Readers Question: Is it possible to construct the economic system so that does not rely upon expanded growth which as we all know, is damaging the environment? causing pollution e.t.c.

Photo: Takver

Photo: Takver

Could we have a society without economic growth? or as economists might prefer to answer – Can we have environmentally sustainable economic growth?

To promote an economic system without economic growth isn’t necessary. It is possible to have economic growth (increased output and living standards) whilst at the same time improving the environment we live in. But, this requires a much more conscious decision to place the environment as a primary economic objective. If you leave economic growth to the free market, inevitably we will see economic growth leading to environmental problems.

One of the great challenges of modern economics is to protect the environment. Part of the motivation is a simple moral case for being good guardians of the earth. But (fortunately for economics) there is a strong case of intrinsic self-interest. Protecting the environment nearly always makes good economic sense – as long as we look at issues in the long-term and not just from a short term / selfish perspective.

The environmental costs of economic growth

Rapid economic growth combined with a rapid population growth has placed great stress on the environment. If we are not careful – damage to the environment will threaten future living standards. For example:

  • Air / land / water pollution causes health problems and can damage the productivity of land and seas.
  • Global warming leads to rising sea levels,  volatile weather patterns and could cause significant economic costs
  • Deforestation damages soil and makes areas more prone to draught.
  • Economic growth leads to resource depletion and loss of biodiversity
  • Creation of waste and toxins.

What economic system could help promote environment?

The first essential aspect is for society and governments to recognise all the external costs and external benefits of the environment.

If we leave it to a free market, consumers and firms will ignore the external costs of their actions and we will get overconsumption, environmental costs – and a decline in economic welfare.
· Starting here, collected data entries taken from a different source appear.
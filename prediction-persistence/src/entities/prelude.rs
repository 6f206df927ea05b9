pub use super::game_runs::Entity as GameRuns;
pub use super::leaderboard::Entity as Leaderboard;
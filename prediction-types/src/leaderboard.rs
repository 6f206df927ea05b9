use serde::{Deserialize, Serialize};
use ts_rs::TS;

/// Best-score record for one (normalized email, game type) pair.
#[derive(Debug, Clone, PartialEq, Serialize, Deserialize, TS)]
#[ts(export)]
pub struct LeaderboardEntry {
    pub id: i32,
    pub email: String,
    pub game_type: String,
    pub name: String,
    pub best_score: u32,
    pub total_games_played: u32,
    pub created_at: String, // ISO 8601 string for simplicity
    pub updated_at: String,
}

/// Leaderboard row as shown to other players. Carries no email.
#[derive(Debug, Clone, PartialEq, Serialize, Deserialize, TS)]
#[ts(export)]
pub struct PublicLeaderboardEntry {
    pub rank: u32,
    pub name: String,
    pub best_score: u32,
    pub total_games_played: u32,
}

impl PublicLeaderboardEntry {
    pub fn from_entry(entry: &LeaderboardEntry, rank: u32) -> Self {
        Self {
            rank,
            name: entry.name.clone(),
            best_score: entry.best_score,
            total_games_played: entry.total_games_played,
        }
    }
}

/// Result of recording one round against the leaderboard.
#[derive(Debug, Clone, PartialEq, Serialize, Deserialize, TS)]
#[ts(export)]
pub struct UpsertOutcome {
    pub entry: LeaderboardEntry,
    /// True when the row was created or the score beat the previous best.
    pub is_new_best: bool,
    pub created: bool,
}
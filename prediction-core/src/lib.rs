pub mod analytics;
pub mod errors;
pub mod random_source;
pub mod reconciliation;
pub mod scoring;
pub mod validation;

// Re-export main components
pub use analytics::*;
pub use errors::*;
pub use random_source::*;
pub use scoring::*;
pub use validation::*;
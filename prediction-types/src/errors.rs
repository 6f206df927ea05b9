use serde::{Deserialize, Serialize};
use ts_rs::TS;

/// Rejected input. Never retried by the server; the caller corrects and resubmits.
#[derive(Debug, Clone, PartialEq, Eq, Serialize, Deserialize, TS, thiserror::Error)]
#[ts(export)]
pub enum ValidationError {
    #[error("expected {expected} numbers, got {actual}")]
    WrongCount { expected: usize, actual: usize },
    #[error("{value} is outside the range {min}-{max}")]
    OutOfRange { value: i32, min: i32, max: i32 },
    #[error("unknown game type '{game_type}'")]
    UnknownGameType { game_type: String },
    #[error("email is required")]
    EmptyEmail,
    #[error("email must be at most {max} characters")]
    EmailTooLong { max: usize },
    #[error("name is required")]
    EmptyName,
    #[error("name must be at most {max} characters")]
    NameTooLong { max: usize },
    #[error("score {score} exceeds the maximum of {max}")]
    ScoreOutOfRange { score: u32, max: u32 },
}

/// Error body returned by the HTTP API.
#[derive(Debug, Clone, Serialize, Deserialize, TS)]
#[ts(export)]
pub struct ErrorResponse {
    pub error: String,
    pub kind: ErrorKind,
    pub retryable: bool,
}

#[derive(Debug, Clone, Copy, PartialEq, Eq, Serialize, Deserialize, TS)]
#[ts(export)]
pub enum ErrorKind {
    Validation,
    Storage,
    ExternalService,
    Conflict,
    NotFound,
}
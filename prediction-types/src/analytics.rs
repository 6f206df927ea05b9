use std::collections::BTreeMap;

use serde::{Deserialize, Serialize};
use ts_rs::TS;

#[derive(Debug, Clone, PartialEq, Serialize, Deserialize, TS)]
#[ts(export)]
pub struct GlobalStats {
    pub total_games: u32,
    pub average_score: f64,
    pub best_score: u32,
    pub total_players: u32,
    /// score -> number of runs with that score
    pub score_distribution: BTreeMap<u32, u32>,
}

#[derive(Debug, Clone, Default, PartialEq, Serialize, Deserialize, TS)]
#[ts(export)]
pub struct NumberFrequencies {
    pub predictions: BTreeMap<i32, u32>,
    pub random_numbers: BTreeMap<i32, u32>,
}

#[derive(Debug, Clone, PartialEq, Serialize, Deserialize, TS)]
#[ts(export)]
pub struct FavoriteNumber {
    pub number: i32,
    pub times_predicted: u32,
}

#[derive(Debug, Clone, PartialEq, Serialize, Deserialize, TS)]
#[ts(export)]
pub struct UserStats {
    pub total_games: u32,
    pub best_score: u32,
    pub average_score: f64,
    pub latest_score: u32,
    pub first_game: String,
    pub games_last_week: u32,
    /// Up to the ten most recent scores, oldest first.
    pub score_trend: Vec<u32>,
    pub favorite_numbers: Vec<FavoriteNumber>,
}

/// Share of picks (in percent) that fall into a number class, next to the
/// share a uniform chooser would produce.
#[derive(Debug, Clone, PartialEq, Serialize, Deserialize, TS)]
#[ts(export)]
pub struct PatternShare {
    pub human_percent: f64,
    pub random_percent: f64,
    pub expected_percent: f64,
}

#[derive(Debug, Clone, PartialEq, Serialize, Deserialize, TS)]
#[ts(export)]
pub struct PatternInsights {
    pub primes: PatternShare,
    pub even: PatternShare,
    pub multiples_of_five: PatternShare,
    pub repeating_digits: PatternShare,
    pub lucky_sevens: PatternShare,
    pub most_predicted: Option<i32>,
    pub most_drawn: Option<i32>,
    /// 0-100, higher means human picks look closer to uniform.
    pub randomness_score: u32,
}

#[derive(Debug, Clone, PartialEq, Serialize, Deserialize, TS)]
#[ts(export)]
pub struct GlobalAnalyticsResponse {
    pub game_type: String,
    pub stats: Option<GlobalStats>,
    pub frequencies: NumberFrequencies,
    pub insights: Option<PatternInsights>,
}

#[derive(Debug, Clone, PartialEq, Serialize, Deserialize, TS)]
#[ts(export)]
pub struct UserAnalyticsResponse {
    pub game_type: String,
    pub stats: Option<UserStats>,
}
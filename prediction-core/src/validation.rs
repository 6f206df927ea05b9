use prediction_types::{GameRules, ValidationError};

pub const MAX_NAME_LENGTH: usize = 50;
pub const MAX_EMAIL_LENGTH: usize = 100;

/// Canonical leaderboard identity: trimmed and lowercased.
pub fn normalize_email(email: &str) -> String {
    email.trim().to_lowercase()
}

/// True when the email is already in canonical form.
pub fn is_normalized_email(email: &str) -> bool {
    normalize_email(email) == email
}

/// Normalize and check an email supplied by a player.
pub fn validate_email(email: &str) -> Result<String, ValidationError> {
    let normalized = normalize_email(email);
    if normalized.is_empty() {
        return Err(ValidationError::EmptyEmail);
    }
    if normalized.chars().count() > MAX_EMAIL_LENGTH {
        return Err(ValidationError::EmailTooLong {
            max: MAX_EMAIL_LENGTH,
        });
    }
    Ok(normalized)
}

/// Trim a display name and check its length.
pub fn validate_name(name: &str) -> Result<String, ValidationError> {
    let name = name.trim();
    if name.is_empty() {
        return Err(ValidationError::EmptyName);
    }
    if name.chars().count() > MAX_NAME_LENGTH {
        return Err(ValidationError::NameTooLong {
            max: MAX_NAME_LENGTH,
        });
    }
    Ok(name.to_string())
}

pub fn validate_score(score: u32, rules: &GameRules) -> Result<u32, ValidationError> {
    if score > rules.max_score() {
        return Err(ValidationError::ScoreOutOfRange {
            score,
            max: rules.max_score(),
        });
    }
    Ok(score)
}
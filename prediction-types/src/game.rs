use serde::{Deserialize, Serialize};
use ts_rs::TS;

use crate::{RoundId, ValidationError};

/// Ruleset tag used when a client does not name one.
pub const DEFAULT_GAME_TYPE: &str = "1-99_range_10_numbers";

/// Number range and pick count for one game type.
#[derive(Debug, Clone, PartialEq, Eq, Serialize, Deserialize, TS)]
#[ts(export)]
pub struct GameRules {
    pub game_type: String,
    pub min: i32,
    pub max: i32,
    pub count: usize,
}

impl GameRules {
    /// Pick 10 numbers from 1-99.
    pub fn standard() -> Self {
        Self {
            game_type: DEFAULT_GAME_TYPE.to_string(),
            min: 1,
            max: 99,
            count: 10,
        }
    }

    /// Resolve a ruleset from its tag. Only the standard ruleset is served.
    pub fn for_game_type(game_type: &str) -> Result<Self, ValidationError> {
        if game_type == DEFAULT_GAME_TYPE {
            Ok(Self::standard())
        } else {
            Err(ValidationError::UnknownGameType {
                game_type: game_type.to_string(),
            })
        }
    }

    pub fn contains(&self, value: i32) -> bool {
        (self.min..=self.max).contains(&value)
    }

    /// Highest score reachable in one round.
    pub fn max_score(&self) -> u32 {
        self.count as u32
    }
}

impl Default for GameRules {
    fn default() -> Self {
        Self::standard()
    }
}

/// A fixed-length sequence of picks, checked against a ruleset.
/// Duplicates are allowed; only length and range are enforced.
#[derive(Debug, Clone, PartialEq, Eq, Serialize, Deserialize, TS)]
#[serde(transparent)]
#[ts(export)]
pub struct Numbers(Vec<i32>);

impl Numbers {
    pub fn new(values: Vec<i32>, rules: &GameRules) -> Result<Self, ValidationError> {
        if values.len() != rules.count {
            return Err(ValidationError::WrongCount {
                expected: rules.count,
                actual: values.len(),
            });
        }

        if let Some(&value) = values.iter().find(|v| !rules.contains(**v)) {
            return Err(ValidationError::OutOfRange {
                value,
                min: rules.min,
                max: rules.max,
            });
        }

        Ok(Self(values))
    }

    pub fn as_slice(&self) -> &[i32] {
        &self.0
    }

    pub fn into_inner(self) -> Vec<i32> {
        self.0
    }

    pub fn len(&self) -> usize {
        self.0.len()
    }

    pub fn is_empty(&self) -> bool {
        self.0.is_empty()
    }
}

impl AsRef<[i32]> for Numbers {
    fn as_ref(&self) -> &[i32] {
        &self.0
    }
}

/// One played round as recorded in the run log. Never modified after insert.
#[derive(Debug, Clone, PartialEq, Serialize, Deserialize, TS)]
#[ts(export)]
pub struct GameRun {
    pub id: i32,
    pub user_name: String,
    pub email: String,
    pub predictions: Numbers,
    pub random_numbers: Numbers,
    pub score: u32,
    pub game_type: String,
    pub created_at: String, // ISO 8601 string
}

/// Result of a round that has been drawn but not necessarily saved yet.
#[derive(Debug, Clone, PartialEq, Serialize, Deserialize, TS)]
#[ts(export)]
pub struct RoundOutcome {
    pub round_id: RoundId,
    pub game_type: String,
    pub predictions: Numbers,
    pub random_numbers: Numbers,
    pub score: u32,
    pub max_score: u32,
    pub matching_numbers: Vec<i32>,
}

#[cfg(test)]
mod tests {
    use super::*;

    #[test]
    fn test_standard_rules() {
        let rules = GameRules::for_game_type(DEFAULT_GAME_TYPE).unwrap();
        assert_eq!(rules, GameRules::standard());
        assert!(rules.contains(1));
        assert!(rules.contains(99));
        assert!(!rules.contains(0));
        assert!(!rules.contains(100));
        assert_eq!(rules.max_score(), 10);
    }

    #[test]
    fn test_unknown_game_type() {
        let result = GameRules::for_game_type("1-49_range_6_numbers");
        assert!(matches!(
            result,
            Err(ValidationError::UnknownGameType { .. })
        ));
    }

    #[test]
    fn test_numbers_validation() {
        let rules = GameRules::standard();

        let numbers = Numbers::new(vec![7; 10], &rules).unwrap();
        assert_eq!(numbers.len(), 10);

        let short = Numbers::new(vec![1, 2, 3], &rules);
        assert_eq!(
            short.unwrap_err(),
            ValidationError::WrongCount {
                expected: 10,
                actual: 3
            }
        );

        let out_of_range = Numbers::new(vec![1, 2, 3, 4, 5, 6, 7, 8, 9, 100], &rules);
        assert_eq!(
            out_of_range.unwrap_err(),
            ValidationError::OutOfRange {
                value: 100,
                min: 1,
                max: 99
            }
        );
    }
}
We need to put a monetary value on the cost of pollution / environmental damage and make sure that is reflected in the price people pay (e.g. tax on negative externalities). This will mean the cost of burning fossil fuels will increase – reducing demand. The biggest problem is making sure that we actually include all environmental costs in the price of goods and services we use.

For example, if burning fossil fuels is causing global warming and sea levels to rise. The effect could be devastating to future generations. In this situation, we are underestimating the external cost of this pollution. We are not paying the full social cost, and in the long-term we are failing to correctly price goods.

The long term view

A difficulty is that we are used to pricing the cost of a good in terms of present value. Many environmental problems are cumulative and the costs are to future generations and people elsewhere in the world. Because we ignore these future costs, we are underestimating the potential social cost of current actions.

Another difficulty in calculating future costs is that we don’t know for certain. There is an element of uncertainty. This means we have to deal with probabilities. However, if we are dealing with the environment, there is a good case for being risk averse and not gambling on the hope that global warming will be less damaging than some scientists predict. Reducing CO2 emissions can be done with only marginal cost to current consumers. But, damaging the environment in the long-term could lead to a devastating high cost to future consumers.

Positive technology

On the other hand, we need to encourage the production and consumption of technologies which don’t damage the environment.

To give a simplistic example – we could increase tax on petrol (which causes pollution). Then use this tax revenue to subsidise solar powered/electric cars which don’t pollute.

This will ensure that our society seeks to reduce the consumption of goods which are damaging to the environment. We can enjoy the same level of transport, but it will be supported by a different energy source which doesn’t damage environment.

People often ask how economic growth can help the environment. Technology is the key. If we develop technology which creates a more efficient source of energy, but without pollution – this would enable higher output, and reduce pollution levels.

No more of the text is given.